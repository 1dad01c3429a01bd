use std::path::PathBuf;

use arbor::{Config, NestOptions, Value, transform};
use clap::Parser;
use tracing::instrument;

/// Command arguments for `arbor nest`.
#[derive(Debug, Parser)]
#[command(about = "Rebuild nested records from delimiter-encoded keys")]
pub struct Nest {
    /// Input document (`-` for stdin)
    #[arg(default_value = "-")]
    input: PathBuf,

    /// Input and output format
    #[arg(long, value_enum, default_value_t)]
    format: super::Format,

    /// Delimiter marking nesting boundaries in keys
    #[arg(long)]
    delimiter: Option<String>,
}

impl Nest {
    #[instrument(level = "debug", skip(self, config))]
    pub fn run(self, config: &Config) -> anyhow::Result<()> {
        let options = NestOptions {
            delimiter: self
                .delimiter
                .unwrap_or_else(|| config.delimiter.clone()),
        };

        let text = super::read_input(&self.input)?;

        // The output mirrors the input shape: one record in, one record out.
        match super::parse_value(&text, self.format)? {
            Value::Record(record) => {
                super::write_output(&transform::nest(&record, &options), self.format)
            }
            Value::Seq(values) => {
                let records = values
                    .into_iter()
                    .map(|element| match element {
                        Value::Record(record) => Ok(record),
                        other => Err(anyhow::anyhow!(
                            "expected a sequence of records, found `{other}`"
                        )),
                    })
                    .collect::<anyhow::Result<Vec<_>>>()?;
                super::write_output(&transform::nest_all(&records, &options), self.format)
            }
            other => Err(anyhow::anyhow!(
                "expected a record or a sequence of records, found `{other}`"
            )),
        }
    }
}
pub mod decompose;
pub mod reduce;
pub mod coverage;
pub mod exhaustive;
pub mod greedy;
pub mod stochastic;
pub mod random;
pub mod genetic;
pub mod strategy;
pub mod observer;
pub mod config;
pub mod error;
pub mod solver;

// Re-exports to flatten the crate.
pub use config::{ConfigError, GeneticConfig, SolverConfig};
pub use decompose::Decomposition;
pub use error::SolveError;
pub use reduce::Reduction;
pub use solver::{minimum_prime_hitting_set, Solver};
pub use strategy::Strategy;
use crate::strategy::Strategy;
use std::collections::BTreeSet;
use tracing::{info, warn};

/// Receives the lifecycle events of a solve. Observers never influence the result.
pub trait SolveObserver {
    fn solve_started(&mut self, _strategy: Strategy, _numbers: usize) {}

    /// The reduction is done; `remaining` decompositions are left for the strategy.
    fn reduced(&mut self, _forced: &BTreeSet<u64>, _remaining: usize) {}

    /// The forced elements alone hit every decomposition.
    fn solved_by_reduction(&mut self, _solution: &BTreeSet<u64>) {}

    fn strategy_completed(&mut self, _strategy: Strategy, _solution: &BTreeSet<u64>) {}

    /// The strategy returned a set missing `unhit` of the decompositions left by the reduction.
    /// Only self-solve does this, on instances the reduction did not solve.
    fn left_unhit(&mut self, _strategy: Strategy, _unhit: usize) {}

    /// An unknown strategy was requested in best-effort mode.
    fn fell_back(&mut self, _name: &str, _partial: &BTreeSet<u64>) {}
}

/// Drops every event.
#[derive(Clone, Copy, Debug, Default)]
pub struct SilentObserver;

impl SolveObserver for SilentObserver {}

/// Reports every event through `tracing`.
#[derive(Clone, Copy, Debug, Default)]
pub struct TracingObserver;

impl SolveObserver for TracingObserver {
    fn solve_started(&mut self, strategy: Strategy, numbers: usize) {
        info!(event = "solve_start", strategy = %strategy, numbers);
    }

    fn reduced(&mut self, forced: &BTreeSet<u64>, remaining: usize) {
        info!(event = "reduced", forced = ?forced, remaining);
    }

    fn solved_by_reduction(&mut self, solution: &BTreeSet<u64>) {
        info!(event = "solved_by_reduction", solution = ?solution, size = solution.len());
    }

    fn strategy_completed(&mut self, strategy: Strategy, solution: &BTreeSet<u64>) {
        info!(event = "strategy_end", strategy = %strategy, exact = strategy.is_exact(), solution = ?solution, size = solution.len());
    }

    fn left_unhit(&mut self, strategy: Strategy, unhit: usize) {
        warn!(event = "left_unhit", strategy = %strategy, unhit, "result does not hit every decomposition");
    }

    fn fell_back(&mut self, name: &str, partial: &BTreeSet<u64>) {
        warn!(event = "best_effort", strategy = name, partial = ?partial, "unknown strategy, returning forced elements");
    }
}
use crate::coverage::{self, Universe};
use crate::decompose::Decomposition;
use bit_set::BitSet;
use rand::seq::index;
use rand::Rng;
use std::collections::BTreeSet;
use tracing::debug;

/// Random sampling baseline, joined with `forced`.
///
/// Draws one random subset of the elements per unhit decomposition and returns the smallest
/// draw that is a hitting set. If no draw is, all elements are returned.
pub fn solve<R: Rng + ?Sized>(remaining: &[Decomposition], forced: &BTreeSet<u64>, rng: &mut R) -> BTreeSet<u64> {
    let universe = Universe::new(&coverage::unhit(remaining, forced));
    let mut best: Option<BitSet> = None;
    for _ in 0..universe.num_sets() {
        let hs = random_subset(&universe, rng);
        if universe.is_hitting(&hs) && best.as_ref().map_or(true, |b| hs.len() < b.len()) {
            best = Some(hs);
        }
    }
    let best = match best {
        Some(hs) => hs,
        None => {
            debug!(draws = universe.num_sets(), "no feasible draw, falling back to all elements");
            universe.full()
        }
    };
    universe.to_primes(&best, forced)
}

/// A non-empty subset of the elements: its size is uniform in `1..=len`, its members are
/// distinct and uniform.
pub fn random_subset<R: Rng + ?Sized>(universe: &Universe, rng: &mut R) -> BitSet {
    if universe.is_empty() {
        return BitSet::new();
    }
    let amount = rng.gen_range(1..=universe.len());
    index::sample(rng, universe.len(), amount).into_iter().collect()
}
=======
Problem statement:
Across the data, count every line where the string "crate" turns up, then write only that count.

Solution to this exercise:
4